Could you please help me to understand Yolov3_ONNX output parsing and correct me if I’m doing something wrong.

Setup settings:
TensorRT-7.2.3.4
CUDA Version: 11.1
CUDNN Version: 8.1
GPU : GeForce GTX 1070
Driver Version: 455.45.01
OS: Ubuntu 20.4

Input data:

  • Trained ONNX model based on Yolov3 and can detect 80 object categories (classes).
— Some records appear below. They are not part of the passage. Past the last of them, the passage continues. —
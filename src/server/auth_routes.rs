use axum::extract::State;
use axum::http::header::SET_COOKIE;
use axum::http::{HeaderMap, StatusCode};
use axum::response::{IntoResponse, Response};
use axum::Json;
use serde::Deserialize;

use super::transport::{carrier_from_headers, clear_session_cookie, is_web_client, set_session_cookie, AppJson, ClientMeta};
use super::views::{TokenLogin, UserView};
use super::{blocking, AppState};
use crate::error::AppResult;
use crate::identity::{CarrierKind, LoginRequest, RegistrationRequest};

#[derive(Debug, Deserialize)]
pub struct LoginPayload {
    pub username: String,
    pub password: String,
}

pub async fn register(State(state): State<AppState>, AppJson(req): AppJson<RegistrationRequest>) -> AppResult<Response> {
    let workflow = state.registration.clone();
    let principal = blocking(move || workflow.register(req)).await?;
    Ok((StatusCode::CREATED, Json(UserView::of(&principal, &principal))).into_response())
}

pub async fn login(State(state): State<AppState>, meta: ClientMeta, AppJson(payload): AppJson<LoginPayload>) -> AppResult<Response> {
    let web = is_web_client(meta.user_agent.as_deref(), &state.settings.web_client_marker);
    let req = LoginRequest { username: payload.username, password: payload.password, ip: meta.ip, user_agent: meta.user_agent };
    let provider = state.provider.clone();
    let res = blocking(move || provider.login(&req)).await?;
    let user = UserView::of(&res.principal, &res.principal);

    if web {
        let mut headers = HeaderMap::new();
        headers.insert(SET_COOKIE, set_session_cookie(&state.settings, &res.session.token)?);
        return Ok((StatusCode::OK, headers, Json(user)).into_response());
    }
    Ok((StatusCode::OK, Json(TokenLogin::new(user, &res.session))).into_response())
}

/// Always succeeds. Clears the cookie when the cookie carried the token.
pub async fn logout(State(state): State<AppState>, headers: HeaderMap) -> AppResult<Response> {
    let carrier = carrier_from_headers(&headers, &state.settings);
    let via_cookie = matches!(carrier.token(), Some((CarrierKind::Cookie, _)));
    let token = carrier.token().map(|(_, t)| t.to_string());
    let provider = state.provider.clone();
    blocking(move || provider.logout(token.as_deref())).await?;

    let mut out = HeaderMap::new();
    if via_cookie {
        out.insert(SET_COOKIE, clear_session_cookie(&state.settings)?);
    }
    Ok((StatusCode::OK, out, Json(serde_json::json!({"status": "ok"}))).into_response())
}
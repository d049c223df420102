//! Identity integration tests: login, session resolution, revocation and role gating.
//! Everything runs against the in-memory store with cheap hashing parameters.

use std::sync::Arc;

use anyhow::Result;
use chrono::{Duration, Utc};

use carebridge::config::HashingSettings;
use carebridge::identity::{
    authorize, AccountAdmin, AccountService, AccountStatus, AuthError, AuthProvider, CredentialCarrier, CredentialStore,
    IdentityResolver, LocalAuthProvider, LoginRequest, RegistrationRequest, RegistrationWorkflow, Role, RoleSet,
    SessionManager, VolunteerProfileInput,
};
use carebridge::storage::{IdentityStore, MemoryStore, SharedStore};

struct Fixture {
    store: Arc<MemoryStore>,
    sessions: SessionManager,
    resolver: IdentityResolver,
    registration: RegistrationWorkflow,
    provider: LocalAuthProvider,
    accounts: AccountService,
    admin: AccountAdmin,
}

fn fixture() -> Fixture {
    let store = Arc::new(MemoryStore::new());
    let shared: SharedStore = store.clone();
    let credentials = Arc::new(CredentialStore::new(&HashingSettings::fast_insecure()).unwrap());
    let sessions = SessionManager::new(shared.clone(), Duration::hours(24));
    Fixture {
        resolver: IdentityResolver::new(shared.clone(), sessions.clone()),
        registration: RegistrationWorkflow::new(shared.clone(), credentials.clone()),
        provider: LocalAuthProvider::new(shared.clone(), credentials.clone(), sessions.clone()),
        accounts: AccountService::new(shared.clone(), sessions.clone()),
        admin: AccountAdmin::new(shared, credentials, sessions.clone()),
        store,
        sessions,
    }
}

fn family(username: &str) -> RegistrationRequest {
    RegistrationRequest {
        username: username.into(),
        password: "pw123".into(),
        roles: vec!["family".into()],
        ..Default::default()
    }
}

fn login(fx: &Fixture, username: &str, password: &str) -> Result<carebridge::identity::LoginResponse, AuthError> {
    fx.provider.login(&LoginRequest { username: username.into(), password: password.into(), ip: Some("127.0.0.1".into()), user_agent: Some("tests".into()) })
}

#[test]
fn login_resolve_logout_roundtrip() -> Result<()> {
    let fx = fixture();
    let alice = fx.registration.register(family("alice"))?;
    let res = login(&fx, "alice", "pw123")?;
    assert_eq!(res.principal.id, alice.id);
    assert_eq!(res.session.expires_at - res.session.created_at, Duration::hours(24));

    let ctx = fx.resolver.resolve(&CredentialCarrier::from_header(res.session.token.clone()))?;
    assert_eq!(ctx.principal.id, alice.id);
    assert_eq!(ctx.principal.username, "alice");

    fx.provider.logout(Some(&res.session.token))?;
    let err = fx.resolver.resolve(&CredentialCarrier::from_header(res.session.token)).unwrap_err();
    assert!(matches!(err, AuthError::InvalidSession));
    // logging out twice or with nothing is fine
    fx.provider.logout(None)?;
    fx.provider.logout(Some("nope"))?;
    Ok(())
}

#[test]
fn wrong_password_and_unknown_user_look_the_same() -> Result<()> {
    let fx = fixture();
    fx.registration.register(family("alice"))?;
    let a = login(&fx, "alice", "wrong").unwrap_err();
    let b = login(&fx, "mallory", "pw123").unwrap_err();
    assert!(matches!(a, AuthError::InvalidCredentials));
    assert!(matches!(b, AuthError::InvalidCredentials));
    assert_eq!(a.to_string(), b.to_string());
    assert_eq!(fx.store.session_count(), 0);
    Ok(())
}

#[test]
fn missing_credential_requires_authentication() {
    let fx = fixture();
    let err = fx.resolver.resolve(&CredentialCarrier::default()).unwrap_err();
    assert!(matches!(err, AuthError::AuthenticationRequired));
    let err = fx.resolver.resolve(&CredentialCarrier::from_cookie("  ")).unwrap_err();
    assert!(matches!(err, AuthError::AuthenticationRequired));
}

#[test]
fn expiry_is_absolute_and_lazy() -> Result<()> {
    let fx = fixture();
    let alice = fx.registration.register(family("alice"))?;
    let session = fx.sessions.create(alice.id, None, None)?;
    let carrier = CredentialCarrier::from_cookie(session.token.clone());

    // still valid at the exact expiry instant
    assert!(fx.resolver.resolve_at(&carrier, session.expires_at).is_ok());
    let later = session.expires_at + Duration::seconds(1);
    assert!(matches!(fx.resolver.resolve_at(&carrier, later), Err(AuthError::SessionExpired)));
    // the row is left for the sweeper
    assert!(fx.store.session(&session.token)?.is_some());
    assert_eq!(fx.sessions.purge_expired(later)?, 1);
    assert!(matches!(fx.resolver.resolve_at(&carrier, later), Err(AuthError::InvalidSession)));
    Ok(())
}

#[test]
fn orphaned_session_reports_missing_principal() -> Result<()> {
    let fx = fixture();
    let alice = fx.registration.register(family("alice"))?;
    let session = fx.sessions.create(alice.id, None, None)?;
    // drop the user row directly, leaving the session behind
    assert!(fx.store.delete_user(alice.id)?);
    let err = fx.resolver.resolve(&CredentialCarrier::from_header(session.token.clone())).unwrap_err();
    assert!(matches!(err, AuthError::PrincipalNotFound(id) if id == alice.id));
    assert!(fx.store.session(&session.token)?.is_some());
    Ok(())
}

#[test]
fn ban_takes_effect_on_next_request() -> Result<()> {
    let fx = fixture();
    let alice = fx.registration.register(family("alice"))?;
    let res = login(&fx, "alice", "pw123")?;
    let other = fx.sessions.create_with_ttl(alice.id, None, None, Duration::hours(1))?;
    let carrier = CredentialCarrier::from_header(res.session.token.clone());
    assert!(fx.resolver.resolve(&carrier).is_ok());

    fx.admin.set_status(alice.id, AccountStatus::Banned)?;
    assert!(fx.resolver.resolve(&carrier).is_err());
    assert!(fx.store.session(&other.token)?.is_none());
    assert!(matches!(login(&fx, "alice", "pw123"), Err(AuthError::AccountDisabled)));

    fx.admin.set_status(alice.id, AccountStatus::Active)?;
    assert!(login(&fx, "alice", "pw123").is_ok());
    Ok(())
}

#[test]
fn disabled_account_with_live_session_is_rejected() -> Result<()> {
    let fx = fixture();
    let alice = fx.registration.register(family("alice"))?;
    let session = fx.sessions.create(alice.id, None, None)?;
    // status flipped outside the admin path, so the session survives
    let mut row = fx.store.user_by_id(alice.id)?.unwrap();
    row.is_active = false;
    let mut work = carebridge::storage::UnitOfWork::new();
    work.update_user(row);
    fx.store.commit(work)?;
    let err = fx.resolver.resolve(&CredentialCarrier::from_header(session.token)).unwrap_err();
    assert!(matches!(err, AuthError::AccountDisabled));
    Ok(())
}

#[test]
fn role_gate_uses_any_of_semantics() -> Result<()> {
    let fx = fixture();
    let volunteer = fx.registration.register(RegistrationRequest {
        username: "vic".into(),
        password: "pw".into(),
        roles: vec!["volunteer".into()],
        volunteer_profile: Some(VolunteerProfileInput { full_name: "Vic V".into(), ..Default::default() }),
        ..Default::default()
    })?;
    let staff = RoleSet::from([Role::Admin, Role::Expert, Role::Volunteer]);
    assert!(authorize(&volunteer, &staff).is_ok());
    assert!(matches!(authorize(&volunteer, &RoleSet::from([Role::Admin])), Err(AuthError::Forbidden { .. })));
    assert!(matches!(authorize(&volunteer, &RoleSet::new()), Err(AuthError::Forbidden { .. })));
    Ok(())
}

#[test]
fn legacy_role_column_is_an_integrity_fault() -> Result<()> {
    let fx = fixture();
    let alice = fx.registration.register(family("alice"))?;
    let res = login(&fx, "alice", "pw123")?;

    fx.store.set_raw_roles(alice.id, Some("family,volunteer".into()))?;
    let ctx = fx.resolver.resolve(&CredentialCarrier::from_header(res.session.token.clone()))?;
    let err = authorize(&ctx.principal, &RoleSet::from([Role::Family])).unwrap_err();
    assert!(matches!(err, AuthError::AuthorizationMisconfigured { user_id, .. } if user_id == alice.id));

    fx.store.set_raw_roles(alice.id, None)?;
    let ctx = fx.resolver.resolve(&CredentialCarrier::from_header(res.session.token))?;
    assert!(matches!(authorize(&ctx.principal, &RoleSet::from([Role::Family])), Err(AuthError::AuthorizationMisconfigured { .. })));
    // role edits refuse to guess at the unreadable column
    assert!(matches!(fx.admin.grant_role(alice.id, Role::Volunteer), Err(AuthError::AuthorizationMisconfigured { .. })));
    Ok(())
}

#[test]
fn bootstrap_admin_is_created_once() -> Result<()> {
    let fx = fixture();
    let created = fx.admin.ensure_bootstrap_admin("root", "s3cret")?;
    let root = created.expect("admin created on first call");
    assert!(root.has_role(Role::Admin));
    assert!(fx.admin.ensure_bootstrap_admin("root", "other")?.is_none());
    assert_eq!(fx.store.user_count(), 1);
    assert!(login(&fx, "root", "s3cret").is_ok());
    Ok(())
}

#[test]
fn grant_and_revoke_leave_profiles_alone() -> Result<()> {
    let fx = fixture();
    let alice = fx.registration.register(family("alice"))?;
    let p = fx.admin.grant_role(alice.id, Role::Maintainer)?;
    assert!(p.has_role(Role::Maintainer) && p.has_role(Role::Family));
    let p = fx.admin.grant_role(alice.id, Role::Volunteer)?;
    assert!(p.has_role(Role::Volunteer));
    assert!(p.volunteer_profile.is_none());
    let p = fx.admin.revoke_role(alice.id, Role::Maintainer)?;
    assert!(!p.has_role(Role::Maintainer));
    assert!(matches!(fx.admin.grant_role(999, Role::Family), Err(AuthError::NotFound(999))));
    Ok(())
}

#[test]
fn deleting_own_account_ends_sessions() -> Result<()> {
    let fx = fixture();
    let alice = fx.registration.register(family("alice"))?;
    let res = login(&fx, "alice", "pw123")?;
    fx.accounts.delete(alice.id)?;
    assert_eq!(fx.store.session_count(), 0);
    assert!(fx.resolver.resolve(&CredentialCarrier::from_header(res.session.token)).is_err());
    assert!(matches!(fx.accounts.delete(alice.id), Err(AuthError::NotFound(_))));
    Ok(())
}

#[test]
fn self_update_rejects_password_and_enforces_uniqueness() -> Result<()> {
    let fx = fixture();
    let alice = fx.registration.register(family("alice"))?;
    fx.registration.register(family("bob"))?;

    let patch: carebridge::identity::UserPatch = serde_json::from_value(serde_json::json!({"password": "new"}))?;
    assert!(matches!(fx.accounts.update(alice.id, patch), Err(AuthError::PasswordChangeNotAllowed)));
    assert!(login(&fx, "alice", "pw123").is_ok());

    let patch = serde_json::from_value(serde_json::json!({"username": "bob"}))?;
    assert!(matches!(fx.accounts.update(alice.id, patch), Err(AuthError::DuplicateUsername(_))));

    let patch = serde_json::from_value(serde_json::json!({"nickname": "Al", "email": "alice@example.org"}))?;
    let updated = fx.accounts.update(alice.id, patch)?;
    assert_eq!(updated.nickname.as_deref(), Some("Al"));
    assert_eq!(updated.email.as_deref(), Some("alice@example.org"));
    assert!(serde_json::from_value::<carebridge::identity::UserPatch>(serde_json::json!({"roles": ["admin"]})).is_err());
    Ok(())
}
INT64 weights
  • Car.png file with 3(RGB) channels, size: 1920*1080. Image with 3-4 parked cars.
    The ONNX model works correctly and detects necessary objects via Python API.

Minimal target: detect “car” on the image and draw corresponding rectangle based on BBox coordinates.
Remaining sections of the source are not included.